---------- Dataset excerpts

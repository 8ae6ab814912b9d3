mod common;

use common::{pool_over, MockLedger};
use solana_sdk::{
    pubkey::Pubkey,
    signature::{Keypair, Signer},
};
use token_toolkit::config::SPL_TOKEN_PROGRAM_ID;
use token_toolkit::error::ToolkitError;
use token_toolkit::probe::{audit_account, AllowList};
use token_toolkit::report;
use token_toolkit::token::instructions::{self, associated_token_address};
use token_toolkit::token::{
    save_token_record, AuthorityKind, CreateTokenParams, TokenCreator, TokenMetadata, TokenRecord,
};

const ONE_SOL: u64 = 1_000_000_000;

fn params(supply: u64, decimals: u8) -> CreateTokenParams {
    CreateTokenParams {
        metadata: TokenMetadata {
            name: "Test Token".into(),
            symbol: "TEST".into(),
            description: "integration test token".into(),
            image_url: String::new(),
            ..Default::default()
        },
        decimals,
        initial_supply: supply,
        mint_authority: None,
        freeze_authority: None,
    }
}

fn funded_creator(program_id: Pubkey) -> (std::sync::Arc<MockLedger>, TokenCreator) {
    let ledger = MockLedger::new("http://mock-primary");
    let payer = Keypair::new();
    ledger.set_balance(payer.pubkey(), ONE_SOL);
    let creator = TokenCreator::new(ledger.clone(), payer, program_id).with_min_balance(ONE_SOL / 100);
    (ledger, creator)
}

#[tokio::test]
async fn test_create_token_mints_and_verifies_supply() {
    let (ledger, creator) = funded_creator(SPL_TOKEN_PROGRAM_ID);
    let payer = creator.payer();

    let info = creator.create_token(&params(1_000, 6)).await.unwrap();

    let mint: Pubkey = info.mint_address.parse().unwrap();
    assert_ne!(mint, payer);
    assert_eq!(info.raw_supply, 1_000_000_000);
    assert_eq!(info.total_supply, 1_000);
    assert_eq!(info.mint_authority, payer.to_string());
    assert_eq!(info.signatures.len(), 2);
    assert_eq!(info.token_account, associated_token_address(&payer, &mint, &SPL_TOKEN_PROGRAM_ID).to_string());

    let layout = ledger.mint(&mint).unwrap();
    assert!(layout.is_initialized);
    assert_eq!(layout.decimals, 6);
    assert_eq!(layout.supply, 1_000_000_000);

    let ata: Pubkey = info.token_account.parse().unwrap();
    assert_eq!(ledger.token_account(&ata).unwrap().amount, 1_000_000_000);

    let calls = ledger.calls();
    assert_eq!(calls.first().map(String::as_str), Some("getBalance"));
    assert_eq!(calls.last().map(String::as_str), Some("getTokenSupply"));
}

#[tokio::test]
async fn test_create_token_with_token_2022() {
    let (ledger, creator) = funded_creator(spl_token_2022::id());
    let info = creator.create_token(&params(10, 9)).await.unwrap();

    let mint: Pubkey = info.mint_address.parse().unwrap();
    assert_eq!(ledger.account(&mint).unwrap().owner, spl_token_2022::id());
    assert_eq!(info.token_program, spl_token_2022::id().to_string());
}

#[tokio::test]
async fn test_create_token_hands_over_mint_authority() {
    let (ledger, creator) = funded_creator(SPL_TOKEN_PROGRAM_ID);
    let authority = Pubkey::new_unique();
    let freeze = Pubkey::new_unique();
    let mut params = params(5, 0);
    params.mint_authority = Some(authority);
    params.freeze_authority = Some(freeze);

    let info = creator.create_token(&params).await.unwrap();
    assert_eq!(info.signatures.len(), 3);
    assert_eq!(info.mint_authority, authority.to_string());

    let layout = ledger.mint(&info.mint_address.parse().unwrap()).unwrap();
    assert_eq!(layout.mint_authority, Some(authority.to_string()));
    assert_eq!(layout.freeze_authority, Some(freeze.to_string()));
    assert_eq!(layout.supply, 5);
}

#[tokio::test]
async fn test_zero_amounts_make_no_rpc_calls() {
    let (ledger, creator) = funded_creator(SPL_TOKEN_PROGRAM_ID);
    let mint = Pubkey::new_unique().to_string();
    let recipient = Pubkey::new_unique().to_string();

    let err = creator.create_token(&params(0, 9)).await.unwrap_err();
    assert!(matches!(err, ToolkitError::InvalidAmount(_)));
    assert!(matches!(
        creator.mint_additional(&mint, 0, None).await,
        Err(ToolkitError::InvalidAmount(_))
    ));
    assert!(matches!(
        creator.transfer(&mint, &recipient, 0, None).await,
        Err(ToolkitError::InvalidAmount(_))
    ));
    assert!(matches!(creator.burn(&mint, 0).await, Err(ToolkitError::InvalidAmount(_))));

    assert!(ledger.calls().is_empty());
}

#[tokio::test]
async fn test_supply_overflow_is_rejected_before_rpc() {
    let (ledger, creator) = funded_creator(SPL_TOKEN_PROGRAM_ID);
    let err = creator.create_token(&params(u64::MAX, 9)).await.unwrap_err();
    assert!(matches!(err, ToolkitError::InvalidAmount(_)));
    assert!(ledger.calls().is_empty());
}

#[tokio::test]
async fn test_insufficient_balance_sends_nothing() {
    let ledger = MockLedger::new("http://mock-primary");
    let creator = TokenCreator::new(ledger.clone(), Keypair::new(), SPL_TOKEN_PROGRAM_ID).with_min_balance(ONE_SOL);

    let err = creator.create_token(&params(1, 9)).await.unwrap_err();
    assert!(matches!(err, ToolkitError::InsufficientBalance { have: 0, need: ONE_SOL }));
    assert_eq!(ledger.calls(), vec!["getBalance".to_string()]);
}

#[tokio::test]
async fn test_token_lifecycle() {
    let (ledger, creator) = funded_creator(SPL_TOKEN_PROGRAM_ID);
    let payer = creator.payer();
    let info = creator.create_token(&params(1_000, 2)).await.unwrap();
    let mint = info.mint_address.clone();
    let recipient = Pubkey::new_unique();

    let minted = creator.mint_additional(&mint, 500, None).await.unwrap();
    assert!(minted.success);
    assert_eq!(minted.amount, Some(500));

    let sent = creator
        .transfer(&mint, &recipient.to_string(), 100, Some("payment"))
        .await
        .unwrap();
    assert_eq!(sent.signatures.len(), 1);

    creator.burn(&mint, 50).await.unwrap();

    let payer_balance = creator.token_balance(&mint, &payer.to_string()).await.unwrap();
    assert_eq!(payer_balance.amount, 100_000 + 500 - 100 - 50);
    assert_eq!(payer_balance.decimals, 2);

    let recipient_balance = creator.token_balance(&mint, &recipient.to_string()).await.unwrap();
    assert_eq!(recipient_balance.amount, 100);

    let stranger = creator
        .token_balance(&mint, &Pubkey::new_unique().to_string())
        .await
        .unwrap();
    assert_eq!(stranger.amount, 0);

    let mint_key: Pubkey = mint.parse().unwrap();
    assert_eq!(ledger.mint(&mint_key).unwrap().supply, 100_000 + 500 - 50);

    let before = audit_account(&mint, ledger.account(&mint_key).as_ref(), &AllowList::default());
    assert!(before.flagged);

    creator.revoke_authority(&mint, AuthorityKind::Mint).await.unwrap();
    assert_eq!(ledger.mint(&mint_key).unwrap().mint_authority, None);

    let after = audit_account(&mint, ledger.account(&mint_key).as_ref(), &AllowList::default());
    assert!(!after.flagged);
    assert!(after.findings.is_empty());
}

#[tokio::test]
async fn test_operations_on_missing_mint_fail() {
    let (_ledger, creator) = funded_creator(SPL_TOKEN_PROGRAM_ID);
    let missing = Pubkey::new_unique().to_string();
    let err = creator.mint_additional(&missing, 10, None).await.unwrap_err();
    assert!(matches!(err, ToolkitError::AccountNotFound(_)));

    let err = creator.burn("not-an-address", 10).await.unwrap_err();
    assert!(matches!(err, ToolkitError::InvalidAddress { .. }));
}

#[tokio::test]
async fn test_token_record_is_saved_and_reloaded() {
    let (_ledger, creator) = funded_creator(SPL_TOKEN_PROGRAM_ID);
    let params = params(42, 9);
    let record = TokenRecord {
        token_info: creator.create_token(&params).await.unwrap(),
        metadata: params.metadata.clone(),
    };

    let dir = tempfile::tempdir().unwrap();
    let path = save_token_record(dir.path(), &record).unwrap();
    let name = path.file_name().unwrap().to_string_lossy().to_string();
    assert!(name.starts_with("TEST_"));
    assert_eq!(name, format!("TEST_{}.json", &record.token_info.mint_address[..8]));

    let loaded: TokenRecord = report::read_json(&path).unwrap();
    assert_eq!(loaded, record);
}

#[tokio::test]
async fn test_initial_mint_creates_associated_account() {
    let (ledger, creator) = funded_creator(SPL_TOKEN_PROGRAM_ID);
    let payer = creator.payer();
    let info = creator.create_token(&params(3, 0)).await.unwrap();
    let mint: Pubkey = info.mint_address.parse().unwrap();

    let ixs = instructions::mint_to(&payer, &mint, &payer, &payer, 1, 0, &SPL_TOKEN_PROGRAM_ID).unwrap();
    assert_eq!(ixs[0].program_id, spl_associated_token_account::id());

    let ata = associated_token_address(&payer, &mint, &SPL_TOKEN_PROGRAM_ID);
    let account = ledger.token_account(&ata).unwrap();
    assert_eq!(account.mint, mint.to_string());
    assert_eq!(account.owner, payer.to_string());
    assert_eq!(account.amount, 3);
}

async fn validated_select(
    pool: &token_toolkit::EndpointPool,
    params: &CreateTokenParams,
) -> token_toolkit::error::ToolkitResult<u64> {
    let raw_supply = params.validate()?;
    pool.select().await?;
    Ok(raw_supply)
}

#[tokio::test]
async fn test_invalid_params_rejected_before_endpoint_selection() {
    let ledger = MockLedger::new("http://mock-primary");
    let pool = pool_over(&[ledger.clone()], 2);

    for bad in [params(0, 9), params(u64::MAX, 9), params(1, 20)] {
        let err = validated_select(&pool, &bad).await.unwrap_err();
        assert!(matches!(err, ToolkitError::InvalidAmount(_)));
    }
    assert!(ledger.calls().is_empty());

    assert_eq!(validated_select(&pool, &params(2, 3)).await.unwrap(), 2_000);
    assert_eq!(ledger.calls(), vec!["getLatestBlockhash".to_string()]);
}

--------------------

Work instruction
When a line of the records above contains the string "async", count it once; then give the total and nothing else.

Final answer
12